Task statement: Which lines in the listing below contain the word "Swaps"? Copy each one.

Given records:
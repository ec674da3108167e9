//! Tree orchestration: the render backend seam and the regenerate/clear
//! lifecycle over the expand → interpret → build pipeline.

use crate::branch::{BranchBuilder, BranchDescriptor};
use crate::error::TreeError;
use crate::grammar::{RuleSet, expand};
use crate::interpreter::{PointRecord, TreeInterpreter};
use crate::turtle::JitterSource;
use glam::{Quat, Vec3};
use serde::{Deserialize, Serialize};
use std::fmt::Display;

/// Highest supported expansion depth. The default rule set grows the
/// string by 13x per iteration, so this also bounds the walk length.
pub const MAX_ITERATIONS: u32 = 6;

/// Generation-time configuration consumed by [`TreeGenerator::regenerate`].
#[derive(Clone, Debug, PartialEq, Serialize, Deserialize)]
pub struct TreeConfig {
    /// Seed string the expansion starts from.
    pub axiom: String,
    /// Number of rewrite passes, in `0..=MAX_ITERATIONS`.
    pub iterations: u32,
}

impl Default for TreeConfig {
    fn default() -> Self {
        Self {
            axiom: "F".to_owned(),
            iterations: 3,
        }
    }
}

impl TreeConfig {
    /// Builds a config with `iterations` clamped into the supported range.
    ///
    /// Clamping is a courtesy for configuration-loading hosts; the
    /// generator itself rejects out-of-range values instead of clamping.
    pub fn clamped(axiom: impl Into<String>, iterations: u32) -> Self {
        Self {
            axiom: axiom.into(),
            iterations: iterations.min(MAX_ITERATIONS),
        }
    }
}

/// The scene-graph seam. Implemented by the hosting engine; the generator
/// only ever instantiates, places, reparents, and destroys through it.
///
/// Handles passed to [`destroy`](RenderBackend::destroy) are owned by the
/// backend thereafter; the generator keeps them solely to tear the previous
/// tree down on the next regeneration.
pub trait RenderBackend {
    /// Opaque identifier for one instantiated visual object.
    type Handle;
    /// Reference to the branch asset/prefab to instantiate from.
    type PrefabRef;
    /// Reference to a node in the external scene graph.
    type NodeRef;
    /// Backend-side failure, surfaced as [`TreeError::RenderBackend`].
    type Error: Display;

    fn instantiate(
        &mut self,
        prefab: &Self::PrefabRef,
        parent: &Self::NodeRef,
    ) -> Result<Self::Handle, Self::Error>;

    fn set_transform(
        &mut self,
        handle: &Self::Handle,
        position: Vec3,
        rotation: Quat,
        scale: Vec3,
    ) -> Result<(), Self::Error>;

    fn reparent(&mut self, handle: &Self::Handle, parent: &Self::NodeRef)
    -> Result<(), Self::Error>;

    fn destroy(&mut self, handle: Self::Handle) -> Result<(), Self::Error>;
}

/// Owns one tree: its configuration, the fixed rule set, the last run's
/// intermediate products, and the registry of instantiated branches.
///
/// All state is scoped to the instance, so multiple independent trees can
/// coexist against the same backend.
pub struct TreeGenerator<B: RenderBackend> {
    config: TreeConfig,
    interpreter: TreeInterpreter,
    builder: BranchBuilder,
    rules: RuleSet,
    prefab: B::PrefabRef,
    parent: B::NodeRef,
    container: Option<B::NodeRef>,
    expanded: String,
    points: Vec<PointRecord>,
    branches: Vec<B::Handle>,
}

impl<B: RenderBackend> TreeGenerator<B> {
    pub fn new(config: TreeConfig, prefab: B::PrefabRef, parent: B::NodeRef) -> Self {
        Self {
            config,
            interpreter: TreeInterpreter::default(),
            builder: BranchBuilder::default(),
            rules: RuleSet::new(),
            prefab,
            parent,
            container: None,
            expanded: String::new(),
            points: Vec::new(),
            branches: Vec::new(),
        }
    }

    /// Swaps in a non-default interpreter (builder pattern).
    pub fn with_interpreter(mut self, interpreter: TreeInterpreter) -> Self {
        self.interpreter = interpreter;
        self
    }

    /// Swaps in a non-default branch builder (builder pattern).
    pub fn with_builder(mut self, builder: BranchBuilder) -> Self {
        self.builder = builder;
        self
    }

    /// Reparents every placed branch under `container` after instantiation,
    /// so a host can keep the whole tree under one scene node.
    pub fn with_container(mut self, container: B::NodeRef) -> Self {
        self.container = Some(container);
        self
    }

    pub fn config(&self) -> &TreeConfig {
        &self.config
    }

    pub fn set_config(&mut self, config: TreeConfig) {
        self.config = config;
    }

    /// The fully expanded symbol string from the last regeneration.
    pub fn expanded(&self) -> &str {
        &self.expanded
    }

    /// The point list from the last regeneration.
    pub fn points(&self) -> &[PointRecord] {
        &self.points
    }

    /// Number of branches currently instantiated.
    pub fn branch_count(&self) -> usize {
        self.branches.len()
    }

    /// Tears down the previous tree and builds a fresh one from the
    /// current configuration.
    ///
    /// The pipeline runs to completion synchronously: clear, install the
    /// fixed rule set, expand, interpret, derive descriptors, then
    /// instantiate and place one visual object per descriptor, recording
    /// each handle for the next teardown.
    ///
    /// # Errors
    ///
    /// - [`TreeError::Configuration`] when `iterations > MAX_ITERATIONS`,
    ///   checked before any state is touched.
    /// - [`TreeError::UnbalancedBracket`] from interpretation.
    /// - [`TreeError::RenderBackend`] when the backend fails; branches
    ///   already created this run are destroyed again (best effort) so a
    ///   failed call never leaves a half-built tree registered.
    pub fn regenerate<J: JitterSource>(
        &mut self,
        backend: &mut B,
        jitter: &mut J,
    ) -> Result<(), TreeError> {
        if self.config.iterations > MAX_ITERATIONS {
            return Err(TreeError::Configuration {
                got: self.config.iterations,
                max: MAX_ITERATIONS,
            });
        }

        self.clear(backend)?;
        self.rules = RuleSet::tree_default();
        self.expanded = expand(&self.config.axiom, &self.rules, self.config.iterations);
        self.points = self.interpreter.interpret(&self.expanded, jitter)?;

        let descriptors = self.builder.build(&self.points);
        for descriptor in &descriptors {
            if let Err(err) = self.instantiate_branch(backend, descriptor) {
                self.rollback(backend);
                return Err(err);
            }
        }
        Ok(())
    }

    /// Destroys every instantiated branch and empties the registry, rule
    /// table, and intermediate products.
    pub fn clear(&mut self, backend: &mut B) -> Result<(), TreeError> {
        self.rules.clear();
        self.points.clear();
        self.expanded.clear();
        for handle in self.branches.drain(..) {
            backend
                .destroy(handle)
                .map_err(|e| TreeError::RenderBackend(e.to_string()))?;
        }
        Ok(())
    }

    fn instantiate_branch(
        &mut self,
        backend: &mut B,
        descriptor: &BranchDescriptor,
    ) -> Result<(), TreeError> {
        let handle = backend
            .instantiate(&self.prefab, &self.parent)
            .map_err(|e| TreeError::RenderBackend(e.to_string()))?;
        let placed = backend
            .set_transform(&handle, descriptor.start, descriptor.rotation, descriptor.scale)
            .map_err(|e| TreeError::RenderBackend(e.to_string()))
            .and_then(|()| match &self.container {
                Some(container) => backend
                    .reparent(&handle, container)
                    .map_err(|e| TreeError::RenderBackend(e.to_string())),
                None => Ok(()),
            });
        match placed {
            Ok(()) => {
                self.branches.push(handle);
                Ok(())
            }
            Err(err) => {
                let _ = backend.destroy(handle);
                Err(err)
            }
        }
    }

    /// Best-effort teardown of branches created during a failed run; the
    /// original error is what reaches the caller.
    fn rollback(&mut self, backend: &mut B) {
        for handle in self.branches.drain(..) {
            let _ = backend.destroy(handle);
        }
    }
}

* * *

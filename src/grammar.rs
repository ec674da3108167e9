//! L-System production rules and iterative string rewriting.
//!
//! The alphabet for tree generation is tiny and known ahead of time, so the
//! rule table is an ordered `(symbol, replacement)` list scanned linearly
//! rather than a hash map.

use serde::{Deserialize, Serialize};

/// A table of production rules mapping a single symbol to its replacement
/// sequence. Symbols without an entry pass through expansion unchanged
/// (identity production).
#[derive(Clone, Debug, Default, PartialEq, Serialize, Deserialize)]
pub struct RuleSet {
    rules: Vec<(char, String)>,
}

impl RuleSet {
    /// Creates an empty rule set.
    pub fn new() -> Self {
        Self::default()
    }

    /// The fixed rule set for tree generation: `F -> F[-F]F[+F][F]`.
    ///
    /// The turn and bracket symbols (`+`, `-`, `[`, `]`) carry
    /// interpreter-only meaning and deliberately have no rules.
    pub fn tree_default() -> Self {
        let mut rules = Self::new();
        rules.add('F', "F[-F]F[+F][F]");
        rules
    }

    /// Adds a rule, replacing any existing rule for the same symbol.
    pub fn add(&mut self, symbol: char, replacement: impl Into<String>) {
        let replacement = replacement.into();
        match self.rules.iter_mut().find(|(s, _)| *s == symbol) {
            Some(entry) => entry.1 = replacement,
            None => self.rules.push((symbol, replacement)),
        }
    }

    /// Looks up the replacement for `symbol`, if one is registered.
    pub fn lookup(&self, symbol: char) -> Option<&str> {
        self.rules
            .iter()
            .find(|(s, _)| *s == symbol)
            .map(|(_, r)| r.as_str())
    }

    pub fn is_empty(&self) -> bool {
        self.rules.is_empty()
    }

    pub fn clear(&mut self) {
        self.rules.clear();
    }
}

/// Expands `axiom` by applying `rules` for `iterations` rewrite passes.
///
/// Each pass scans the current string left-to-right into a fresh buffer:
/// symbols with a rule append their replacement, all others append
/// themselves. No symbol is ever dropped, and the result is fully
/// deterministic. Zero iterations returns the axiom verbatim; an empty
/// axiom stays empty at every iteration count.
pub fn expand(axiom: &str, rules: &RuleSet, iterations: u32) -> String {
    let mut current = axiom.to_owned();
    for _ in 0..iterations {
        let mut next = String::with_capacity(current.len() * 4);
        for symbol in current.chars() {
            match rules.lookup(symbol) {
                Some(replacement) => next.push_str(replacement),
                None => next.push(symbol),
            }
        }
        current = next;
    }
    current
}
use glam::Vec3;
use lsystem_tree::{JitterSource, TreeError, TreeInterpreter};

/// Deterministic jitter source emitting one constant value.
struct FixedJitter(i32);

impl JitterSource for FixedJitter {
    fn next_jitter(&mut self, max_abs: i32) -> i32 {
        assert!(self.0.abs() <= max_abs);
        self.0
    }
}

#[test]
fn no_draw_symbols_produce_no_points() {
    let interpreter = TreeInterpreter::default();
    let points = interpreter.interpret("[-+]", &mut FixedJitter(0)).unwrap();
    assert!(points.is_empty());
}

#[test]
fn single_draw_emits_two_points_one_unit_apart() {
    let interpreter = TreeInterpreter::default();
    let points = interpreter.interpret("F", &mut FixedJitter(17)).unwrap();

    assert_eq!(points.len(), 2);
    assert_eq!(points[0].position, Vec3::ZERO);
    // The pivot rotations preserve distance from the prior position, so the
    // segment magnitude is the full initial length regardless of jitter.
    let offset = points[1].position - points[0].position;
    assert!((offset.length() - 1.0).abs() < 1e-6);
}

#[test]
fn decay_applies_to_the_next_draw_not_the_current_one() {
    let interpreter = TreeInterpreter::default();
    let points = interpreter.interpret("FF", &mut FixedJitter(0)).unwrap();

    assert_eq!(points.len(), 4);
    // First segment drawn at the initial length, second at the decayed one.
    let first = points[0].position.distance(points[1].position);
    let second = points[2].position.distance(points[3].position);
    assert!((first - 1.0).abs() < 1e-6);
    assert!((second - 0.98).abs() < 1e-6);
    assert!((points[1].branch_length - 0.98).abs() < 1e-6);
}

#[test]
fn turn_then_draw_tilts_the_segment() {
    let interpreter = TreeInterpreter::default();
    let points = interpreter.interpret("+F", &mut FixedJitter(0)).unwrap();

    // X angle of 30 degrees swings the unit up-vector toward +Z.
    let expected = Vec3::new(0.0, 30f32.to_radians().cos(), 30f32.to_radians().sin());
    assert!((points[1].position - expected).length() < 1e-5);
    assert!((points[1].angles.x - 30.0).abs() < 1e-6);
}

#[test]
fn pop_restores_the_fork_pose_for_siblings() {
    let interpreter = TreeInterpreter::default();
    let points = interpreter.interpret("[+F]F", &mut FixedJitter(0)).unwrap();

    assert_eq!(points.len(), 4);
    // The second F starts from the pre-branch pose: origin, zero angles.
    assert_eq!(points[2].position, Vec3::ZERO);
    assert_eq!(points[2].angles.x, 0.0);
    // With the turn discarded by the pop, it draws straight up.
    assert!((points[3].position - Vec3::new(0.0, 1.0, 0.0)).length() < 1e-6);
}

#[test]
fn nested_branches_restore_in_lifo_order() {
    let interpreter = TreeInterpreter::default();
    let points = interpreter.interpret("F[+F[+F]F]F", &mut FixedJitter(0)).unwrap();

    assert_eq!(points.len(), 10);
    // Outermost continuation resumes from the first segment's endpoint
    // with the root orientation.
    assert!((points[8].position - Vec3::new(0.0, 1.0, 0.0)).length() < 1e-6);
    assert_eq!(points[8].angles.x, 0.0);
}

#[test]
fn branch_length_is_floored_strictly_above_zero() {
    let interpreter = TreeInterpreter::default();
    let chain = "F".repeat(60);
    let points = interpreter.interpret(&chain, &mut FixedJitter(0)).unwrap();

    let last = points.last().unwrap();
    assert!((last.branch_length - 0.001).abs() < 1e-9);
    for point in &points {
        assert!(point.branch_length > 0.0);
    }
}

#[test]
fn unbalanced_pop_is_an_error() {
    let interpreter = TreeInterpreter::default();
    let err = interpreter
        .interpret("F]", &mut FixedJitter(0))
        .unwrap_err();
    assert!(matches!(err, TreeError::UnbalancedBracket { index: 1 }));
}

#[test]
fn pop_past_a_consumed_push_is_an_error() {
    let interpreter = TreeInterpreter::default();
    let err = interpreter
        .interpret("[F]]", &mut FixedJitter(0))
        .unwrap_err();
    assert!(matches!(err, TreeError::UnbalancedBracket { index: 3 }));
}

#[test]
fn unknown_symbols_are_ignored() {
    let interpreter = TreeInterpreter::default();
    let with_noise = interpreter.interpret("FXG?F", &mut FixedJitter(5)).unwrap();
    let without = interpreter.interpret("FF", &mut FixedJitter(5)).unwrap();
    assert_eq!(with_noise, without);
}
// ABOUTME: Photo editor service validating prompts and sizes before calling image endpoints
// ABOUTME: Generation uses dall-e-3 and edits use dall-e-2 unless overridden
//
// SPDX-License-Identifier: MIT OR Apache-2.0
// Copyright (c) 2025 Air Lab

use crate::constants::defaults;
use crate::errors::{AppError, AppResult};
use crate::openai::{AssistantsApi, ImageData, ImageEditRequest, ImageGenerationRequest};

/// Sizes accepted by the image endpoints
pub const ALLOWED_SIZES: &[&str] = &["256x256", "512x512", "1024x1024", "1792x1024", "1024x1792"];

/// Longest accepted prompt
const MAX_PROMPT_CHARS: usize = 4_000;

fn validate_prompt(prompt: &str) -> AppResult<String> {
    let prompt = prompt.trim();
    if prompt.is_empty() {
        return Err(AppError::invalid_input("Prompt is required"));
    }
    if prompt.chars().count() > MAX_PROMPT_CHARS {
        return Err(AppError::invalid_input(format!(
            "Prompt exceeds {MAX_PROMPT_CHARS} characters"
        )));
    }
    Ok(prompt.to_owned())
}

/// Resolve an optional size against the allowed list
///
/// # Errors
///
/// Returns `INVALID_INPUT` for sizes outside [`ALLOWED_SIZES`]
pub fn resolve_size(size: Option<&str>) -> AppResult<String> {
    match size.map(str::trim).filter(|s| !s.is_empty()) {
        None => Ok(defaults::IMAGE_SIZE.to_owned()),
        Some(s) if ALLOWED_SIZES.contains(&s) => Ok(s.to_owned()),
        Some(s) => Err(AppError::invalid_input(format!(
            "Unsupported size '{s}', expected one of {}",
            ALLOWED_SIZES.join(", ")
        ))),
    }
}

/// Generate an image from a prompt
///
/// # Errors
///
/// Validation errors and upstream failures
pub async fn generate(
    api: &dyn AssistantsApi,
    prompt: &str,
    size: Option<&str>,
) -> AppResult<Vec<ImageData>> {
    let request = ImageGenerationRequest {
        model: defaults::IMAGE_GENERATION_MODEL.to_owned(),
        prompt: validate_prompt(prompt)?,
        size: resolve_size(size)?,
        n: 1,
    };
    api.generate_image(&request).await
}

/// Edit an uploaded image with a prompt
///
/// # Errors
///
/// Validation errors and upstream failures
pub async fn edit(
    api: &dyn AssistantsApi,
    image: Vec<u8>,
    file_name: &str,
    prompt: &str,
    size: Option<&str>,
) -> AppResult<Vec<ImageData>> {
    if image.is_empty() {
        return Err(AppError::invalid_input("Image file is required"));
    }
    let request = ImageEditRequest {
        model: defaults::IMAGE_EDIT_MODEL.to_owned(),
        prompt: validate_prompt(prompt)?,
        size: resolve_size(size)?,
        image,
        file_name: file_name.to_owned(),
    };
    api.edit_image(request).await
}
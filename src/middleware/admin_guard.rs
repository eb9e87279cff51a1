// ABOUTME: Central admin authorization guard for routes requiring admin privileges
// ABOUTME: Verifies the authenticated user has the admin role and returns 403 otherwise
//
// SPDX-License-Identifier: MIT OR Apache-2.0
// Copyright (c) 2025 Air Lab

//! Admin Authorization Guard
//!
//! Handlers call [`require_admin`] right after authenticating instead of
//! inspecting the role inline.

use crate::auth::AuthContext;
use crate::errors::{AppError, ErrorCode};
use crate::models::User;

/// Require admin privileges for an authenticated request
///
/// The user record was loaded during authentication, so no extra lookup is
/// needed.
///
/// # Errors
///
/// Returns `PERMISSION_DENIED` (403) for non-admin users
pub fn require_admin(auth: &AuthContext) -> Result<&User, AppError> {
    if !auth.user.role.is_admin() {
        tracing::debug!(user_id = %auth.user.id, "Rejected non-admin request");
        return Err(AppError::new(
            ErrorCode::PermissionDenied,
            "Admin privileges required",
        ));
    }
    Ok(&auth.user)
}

Exercise solution:
    /// Swaps in a non-default interpreter (builder pattern).
    /// Swaps in a non-default branch builder (builder pattern).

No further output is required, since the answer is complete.